8. Gresham History Museum
Gresham History Museum first opened its doors in 1976 and was established as a place to learn all about the history of the Gresham area. The museum is filled with exhibits that paint a picture of Gresham from the past until the present, and you can expect to find photographs, archive exhibits, and other interactive galleries that will appeal to visitors both old and young. You can also learn all about the first residents of Gresham as well as the history of the Columbia River. There are also special events held here to promote the history of Gresham throughout the year, so make sure you pop in to see what’s on when you are in town.

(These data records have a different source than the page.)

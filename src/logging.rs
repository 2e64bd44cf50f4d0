use crate::models::LoggingSettings;
use anyhow::{Context, Result};
use camino::Utf8PathBuf;
use std::fs;
use tracing_appender::rolling;
use tracing_subscriber::{EnvFilter, layer::SubscriberExt, util::SubscriberInitExt};

/// Setup logging with a rotating file appender and optional console output.
///
/// Logs are written to `settings.dir` with daily rotation. Console output uses
/// ANSI colors; the file does not.
///
/// # Returns
/// A guard that must be held for the duration of the program to keep logging active
pub fn setup_logging(
    settings: &LoggingSettings,
) -> Result<tracing_appender::non_blocking::WorkerGuard> {
    ensure_log_dir(&settings.dir)?;

    let file_appender = rolling::daily(&settings.dir, &settings.prefix);
    let (non_blocking, guard) = tracing_appender::non_blocking(file_appender);

    let file_layer = tracing_subscriber::fmt::layer()
        .with_writer(non_blocking)
        .with_ansi(false)
        .with_target(true)
        .with_thread_ids(true)
        .with_file(true)
        .with_line_number(true);

    let registry = tracing_subscriber::registry()
        .with(env_filter(settings.debug))
        .with(file_layer);

    if settings.console {
        let console_layer = tracing_subscriber::fmt::layer()
            .with_ansi(true)
            .with_target(false);

        registry
            .with(console_layer)
            .try_init()
            .context("Failed to install tracing subscriber")?;
    } else {
        registry
            .try_init()
            .context("Failed to install tracing subscriber")?;
    }

    tracing::info!(
        "Logging initialized: dir={}, prefix={}, debug={}, console={}",
        settings.dir,
        settings.prefix,
        settings.debug,
        settings.console
    );

    Ok(guard)
}

fn env_filter(debug_mode: bool) -> EnvFilter {
    if debug_mode {
        EnvFilter::new("debug")
    } else {
        EnvFilter::new("info")
    }
}

fn ensure_log_dir(log_dir: &str) -> Result<()> {
    let log_path = Utf8PathBuf::from(log_dir);
    if !log_path.exists() {
        fs::create_dir_all(&log_path)
            .with_context(|| format!("Failed to create log directory: {}", log_dir))?;
    }
    Ok(())
}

9. Downtown Gresham Memory Mural
Commissioned by the Center for the Arts Foundation, the Downtown Gresham Memory Mural was painted by well known muralist Lee Lauritzen. The mural is located in downtown Gresham and is a colorful depiction of the city though the years. The mural depicts family life in this city as well as taking the viewer through a history of Gresham that also explains the cultural significance of this city. Certainly if you are looking to take in the local arts scene in this city then this is not to be missed.
10. Butler Creek Trail
Nestled to the southwest of Gresham is Butler Creek, known for its gorgeous vistas and beautiful Oregon landscapes. Along the side of the creek runs the Butler Creek Trail which was first constructed in the 1980s thanks to a host of local volunteers. The trail connects with the Springwater Trail in downtown Gresham and takes in a host of sights along the water such as Butler Creek Park, Binford Lake, as well as areas of forests and woodlands. It also goes over a bridge that crosses Johnson Creek and spans 135 feet.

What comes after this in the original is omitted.